## Action item:
Beneath this task are records; tally the lines in them that contain "EmptyObject" and report only the number.

## Listed records:
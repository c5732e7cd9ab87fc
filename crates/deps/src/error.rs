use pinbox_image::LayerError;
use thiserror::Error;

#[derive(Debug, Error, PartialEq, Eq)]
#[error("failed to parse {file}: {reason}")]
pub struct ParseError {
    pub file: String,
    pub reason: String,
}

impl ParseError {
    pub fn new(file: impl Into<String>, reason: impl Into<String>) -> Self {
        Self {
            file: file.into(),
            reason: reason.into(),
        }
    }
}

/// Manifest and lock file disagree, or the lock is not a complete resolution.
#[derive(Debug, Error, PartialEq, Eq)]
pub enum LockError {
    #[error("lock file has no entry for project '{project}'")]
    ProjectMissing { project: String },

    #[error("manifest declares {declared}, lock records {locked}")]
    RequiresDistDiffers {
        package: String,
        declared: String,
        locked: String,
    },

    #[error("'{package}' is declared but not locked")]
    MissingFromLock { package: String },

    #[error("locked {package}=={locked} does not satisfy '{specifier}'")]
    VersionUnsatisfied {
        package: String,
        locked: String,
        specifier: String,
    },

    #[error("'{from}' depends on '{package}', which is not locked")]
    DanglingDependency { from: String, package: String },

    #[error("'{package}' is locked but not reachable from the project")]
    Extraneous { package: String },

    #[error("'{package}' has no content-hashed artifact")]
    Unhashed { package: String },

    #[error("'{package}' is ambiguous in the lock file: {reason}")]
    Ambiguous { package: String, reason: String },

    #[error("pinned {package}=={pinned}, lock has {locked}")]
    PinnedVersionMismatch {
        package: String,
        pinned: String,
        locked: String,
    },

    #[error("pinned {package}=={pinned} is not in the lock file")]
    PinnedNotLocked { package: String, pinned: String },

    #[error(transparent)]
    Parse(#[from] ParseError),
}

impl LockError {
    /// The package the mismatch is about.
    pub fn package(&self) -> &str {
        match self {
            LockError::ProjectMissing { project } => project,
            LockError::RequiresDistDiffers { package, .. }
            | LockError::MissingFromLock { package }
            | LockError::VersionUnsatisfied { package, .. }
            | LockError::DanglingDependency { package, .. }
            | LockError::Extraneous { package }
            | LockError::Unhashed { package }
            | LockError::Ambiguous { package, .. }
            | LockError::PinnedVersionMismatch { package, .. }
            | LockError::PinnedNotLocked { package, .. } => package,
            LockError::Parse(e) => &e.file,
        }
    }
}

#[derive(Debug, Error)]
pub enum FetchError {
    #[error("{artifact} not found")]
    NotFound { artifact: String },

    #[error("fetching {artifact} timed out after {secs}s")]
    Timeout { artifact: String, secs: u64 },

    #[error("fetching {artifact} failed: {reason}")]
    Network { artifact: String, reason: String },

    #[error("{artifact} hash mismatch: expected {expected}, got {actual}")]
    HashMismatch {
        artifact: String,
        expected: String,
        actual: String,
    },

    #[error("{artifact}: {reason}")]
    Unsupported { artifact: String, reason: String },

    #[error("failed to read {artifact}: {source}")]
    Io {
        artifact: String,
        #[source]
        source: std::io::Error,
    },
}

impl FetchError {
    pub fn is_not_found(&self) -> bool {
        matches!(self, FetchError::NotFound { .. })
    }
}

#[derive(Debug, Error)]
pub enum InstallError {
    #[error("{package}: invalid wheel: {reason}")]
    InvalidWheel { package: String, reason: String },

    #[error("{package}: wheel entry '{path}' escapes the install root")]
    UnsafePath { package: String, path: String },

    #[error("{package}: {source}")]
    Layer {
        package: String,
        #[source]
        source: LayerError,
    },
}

--

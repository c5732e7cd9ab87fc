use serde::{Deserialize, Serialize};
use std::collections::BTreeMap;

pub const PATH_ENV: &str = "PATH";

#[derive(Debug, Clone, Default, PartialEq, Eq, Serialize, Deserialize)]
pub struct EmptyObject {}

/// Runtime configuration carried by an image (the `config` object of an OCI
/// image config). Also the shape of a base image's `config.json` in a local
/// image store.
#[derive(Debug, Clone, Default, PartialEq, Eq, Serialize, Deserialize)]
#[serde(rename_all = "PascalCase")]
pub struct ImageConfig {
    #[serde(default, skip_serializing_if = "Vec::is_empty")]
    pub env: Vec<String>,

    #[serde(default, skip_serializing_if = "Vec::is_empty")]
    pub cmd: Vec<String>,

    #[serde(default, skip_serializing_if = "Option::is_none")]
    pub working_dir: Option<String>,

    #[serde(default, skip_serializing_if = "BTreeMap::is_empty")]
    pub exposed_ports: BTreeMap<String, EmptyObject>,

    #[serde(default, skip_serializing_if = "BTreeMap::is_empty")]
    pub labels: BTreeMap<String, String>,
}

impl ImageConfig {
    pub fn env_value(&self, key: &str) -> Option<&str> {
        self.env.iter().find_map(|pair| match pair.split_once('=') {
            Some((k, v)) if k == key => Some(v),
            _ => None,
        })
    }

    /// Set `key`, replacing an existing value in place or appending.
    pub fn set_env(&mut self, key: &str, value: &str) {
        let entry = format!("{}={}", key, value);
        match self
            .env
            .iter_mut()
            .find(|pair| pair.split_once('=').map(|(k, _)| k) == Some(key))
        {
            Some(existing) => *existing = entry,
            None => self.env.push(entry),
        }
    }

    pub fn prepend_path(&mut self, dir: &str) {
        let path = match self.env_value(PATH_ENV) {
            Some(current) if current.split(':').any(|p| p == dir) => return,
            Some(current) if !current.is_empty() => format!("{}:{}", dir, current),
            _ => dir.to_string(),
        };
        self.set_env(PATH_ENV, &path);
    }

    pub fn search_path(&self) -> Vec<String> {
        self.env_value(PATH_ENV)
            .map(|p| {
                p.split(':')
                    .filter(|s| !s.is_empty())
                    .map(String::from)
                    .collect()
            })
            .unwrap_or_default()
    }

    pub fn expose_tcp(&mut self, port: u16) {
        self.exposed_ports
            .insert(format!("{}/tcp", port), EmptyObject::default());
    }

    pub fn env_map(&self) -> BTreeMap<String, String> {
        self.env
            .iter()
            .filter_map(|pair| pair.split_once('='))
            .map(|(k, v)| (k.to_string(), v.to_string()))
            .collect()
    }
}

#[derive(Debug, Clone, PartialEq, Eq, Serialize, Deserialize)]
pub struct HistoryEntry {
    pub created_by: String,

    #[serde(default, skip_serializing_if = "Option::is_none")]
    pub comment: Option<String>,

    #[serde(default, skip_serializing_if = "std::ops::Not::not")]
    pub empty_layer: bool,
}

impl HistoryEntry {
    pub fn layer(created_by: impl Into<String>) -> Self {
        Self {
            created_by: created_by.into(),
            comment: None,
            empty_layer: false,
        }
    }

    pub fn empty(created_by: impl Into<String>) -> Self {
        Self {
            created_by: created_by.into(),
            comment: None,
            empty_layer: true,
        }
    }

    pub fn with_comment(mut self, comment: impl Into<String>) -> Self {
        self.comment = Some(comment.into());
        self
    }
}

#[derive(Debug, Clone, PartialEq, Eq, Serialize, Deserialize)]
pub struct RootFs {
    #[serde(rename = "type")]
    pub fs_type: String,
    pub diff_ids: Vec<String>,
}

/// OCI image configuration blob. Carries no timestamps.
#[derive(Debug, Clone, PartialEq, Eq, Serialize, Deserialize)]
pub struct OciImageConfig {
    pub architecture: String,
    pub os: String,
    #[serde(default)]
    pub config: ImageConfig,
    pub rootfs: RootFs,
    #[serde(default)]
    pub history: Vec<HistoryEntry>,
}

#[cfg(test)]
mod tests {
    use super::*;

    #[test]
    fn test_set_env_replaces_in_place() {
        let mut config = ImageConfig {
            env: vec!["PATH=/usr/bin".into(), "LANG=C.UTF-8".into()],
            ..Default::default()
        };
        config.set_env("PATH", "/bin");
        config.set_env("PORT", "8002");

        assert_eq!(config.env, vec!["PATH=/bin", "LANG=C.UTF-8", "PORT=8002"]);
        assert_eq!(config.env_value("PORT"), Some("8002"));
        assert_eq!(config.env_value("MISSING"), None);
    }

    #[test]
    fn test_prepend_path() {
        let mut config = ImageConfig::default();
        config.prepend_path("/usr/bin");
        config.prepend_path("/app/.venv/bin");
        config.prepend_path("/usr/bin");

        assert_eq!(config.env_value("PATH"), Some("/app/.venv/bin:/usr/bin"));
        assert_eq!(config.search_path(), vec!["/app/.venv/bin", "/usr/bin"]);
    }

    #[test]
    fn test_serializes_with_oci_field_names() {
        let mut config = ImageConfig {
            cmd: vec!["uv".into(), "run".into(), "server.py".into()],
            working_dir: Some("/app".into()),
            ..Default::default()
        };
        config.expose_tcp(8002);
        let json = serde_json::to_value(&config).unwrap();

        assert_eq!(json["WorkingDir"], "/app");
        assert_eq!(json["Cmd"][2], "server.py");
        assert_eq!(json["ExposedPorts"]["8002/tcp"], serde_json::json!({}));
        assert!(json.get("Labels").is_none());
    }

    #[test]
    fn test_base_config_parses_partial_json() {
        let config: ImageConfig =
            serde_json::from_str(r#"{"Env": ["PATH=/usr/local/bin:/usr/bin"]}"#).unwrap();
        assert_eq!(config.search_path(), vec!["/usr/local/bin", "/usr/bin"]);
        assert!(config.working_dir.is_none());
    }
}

--

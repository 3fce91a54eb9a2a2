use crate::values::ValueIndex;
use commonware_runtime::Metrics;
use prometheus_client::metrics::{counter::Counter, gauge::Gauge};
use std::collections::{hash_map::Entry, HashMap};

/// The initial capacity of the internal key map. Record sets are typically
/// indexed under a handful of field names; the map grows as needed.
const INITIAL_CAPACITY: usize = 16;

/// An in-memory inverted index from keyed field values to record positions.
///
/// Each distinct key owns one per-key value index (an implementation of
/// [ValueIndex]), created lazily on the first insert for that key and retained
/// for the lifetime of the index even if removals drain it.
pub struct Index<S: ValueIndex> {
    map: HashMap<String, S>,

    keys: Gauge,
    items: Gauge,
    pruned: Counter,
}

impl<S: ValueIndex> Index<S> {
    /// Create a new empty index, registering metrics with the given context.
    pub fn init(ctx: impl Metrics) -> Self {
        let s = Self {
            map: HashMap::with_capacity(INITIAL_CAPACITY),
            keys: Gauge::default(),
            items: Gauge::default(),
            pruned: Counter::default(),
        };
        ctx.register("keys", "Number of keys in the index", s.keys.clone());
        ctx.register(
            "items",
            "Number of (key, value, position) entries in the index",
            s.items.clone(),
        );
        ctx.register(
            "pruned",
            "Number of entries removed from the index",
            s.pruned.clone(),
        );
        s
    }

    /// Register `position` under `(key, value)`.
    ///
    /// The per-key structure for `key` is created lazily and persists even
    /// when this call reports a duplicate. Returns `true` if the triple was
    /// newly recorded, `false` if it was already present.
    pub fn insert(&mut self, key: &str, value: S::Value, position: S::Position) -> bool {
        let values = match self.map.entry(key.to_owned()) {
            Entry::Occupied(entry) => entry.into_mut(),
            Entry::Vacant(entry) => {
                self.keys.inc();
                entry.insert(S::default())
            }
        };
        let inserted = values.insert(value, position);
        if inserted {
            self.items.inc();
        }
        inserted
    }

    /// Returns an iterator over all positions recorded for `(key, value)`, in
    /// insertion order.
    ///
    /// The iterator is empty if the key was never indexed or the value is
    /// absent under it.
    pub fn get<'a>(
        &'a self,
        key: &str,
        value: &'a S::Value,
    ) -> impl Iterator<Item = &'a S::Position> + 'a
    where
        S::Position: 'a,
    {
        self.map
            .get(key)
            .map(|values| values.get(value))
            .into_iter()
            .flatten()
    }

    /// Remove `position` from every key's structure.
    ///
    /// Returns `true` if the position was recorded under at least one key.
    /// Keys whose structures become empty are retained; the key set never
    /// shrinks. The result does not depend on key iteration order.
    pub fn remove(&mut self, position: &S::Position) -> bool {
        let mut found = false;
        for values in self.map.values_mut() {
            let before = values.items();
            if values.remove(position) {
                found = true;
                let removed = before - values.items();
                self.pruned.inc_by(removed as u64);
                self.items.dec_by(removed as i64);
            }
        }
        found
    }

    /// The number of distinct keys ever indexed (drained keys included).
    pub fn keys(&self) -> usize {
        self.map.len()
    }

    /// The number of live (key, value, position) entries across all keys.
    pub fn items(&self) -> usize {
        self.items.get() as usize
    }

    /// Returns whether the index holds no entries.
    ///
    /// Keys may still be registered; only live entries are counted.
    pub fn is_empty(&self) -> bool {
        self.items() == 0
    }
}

## Result for this task:
3